--- TASK GOAL ---
Down to the last character, write out the records below.

──────── RECORDS SHOWN ────────

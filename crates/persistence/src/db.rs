//! PostgreSQL pool construction.

use std::time::Duration;

use sqlx::postgres::PgPoolOptions;
use sqlx::PgPool;

/// Connection pool settings.
///
/// Kept separate from the API crate's config types so the persistence
/// layer can be driven directly from tests and tools.
#[derive(Debug, Clone)]
pub struct PoolSettings {
    pub url: String,
    pub max_connections: u32,
    pub min_connections: u32,
    pub connect_timeout_secs: u64,
    pub idle_timeout_secs: u64,
}

/// Opens a PostgreSQL connection pool with the given settings.
pub async fn connect(settings: &PoolSettings) -> Result<PgPool, sqlx::Error> {
    PgPoolOptions::new()
        .min_connections(settings.min_connections)
        .max_connections(settings.max_connections)
        .acquire_timeout(Duration::from_secs(settings.connect_timeout_secs))
        .idle_timeout(Duration::from_secs(settings.idle_timeout_secs))
        .connect(&settings.url)
        .await
}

────────

--- EXERCISE SOLUTION ---
filename crates/persistence/src/db.rs
//! PostgreSQL pool construction.

use std::time::Duration;

use sqlx::postgres::PgPoolOptions;
use sqlx::PgPool;

/// Connection pool settings.
///
/// Kept separate from the API crate's config types so the persistence
/// layer can be driven directly from tests and tools.
#[derive(Debug, Clone)]
pub struct PoolSettings {
    pub url: String,
    pub max_connections: u32,
    pub min_connections: u32,
    pub connect_timeout_secs: u64,
    pub idle_timeout_secs: u64,
}

/// Opens a PostgreSQL connection pool with the given settings.
pub async fn connect(settings: &PoolSettings) -> Result<PgPool, sqlx::Error> {
    PgPoolOptions::new()
        .min_connections(settings.min_connections)
        .max_connections(settings.max_connections)
        .acquire_timeout(Duration::from_secs(settings.connect_timeout_secs))
        .idle_timeout(Duration::from_secs(settings.idle_timeout_secs))
        .connect(&settings.url)
        .await
}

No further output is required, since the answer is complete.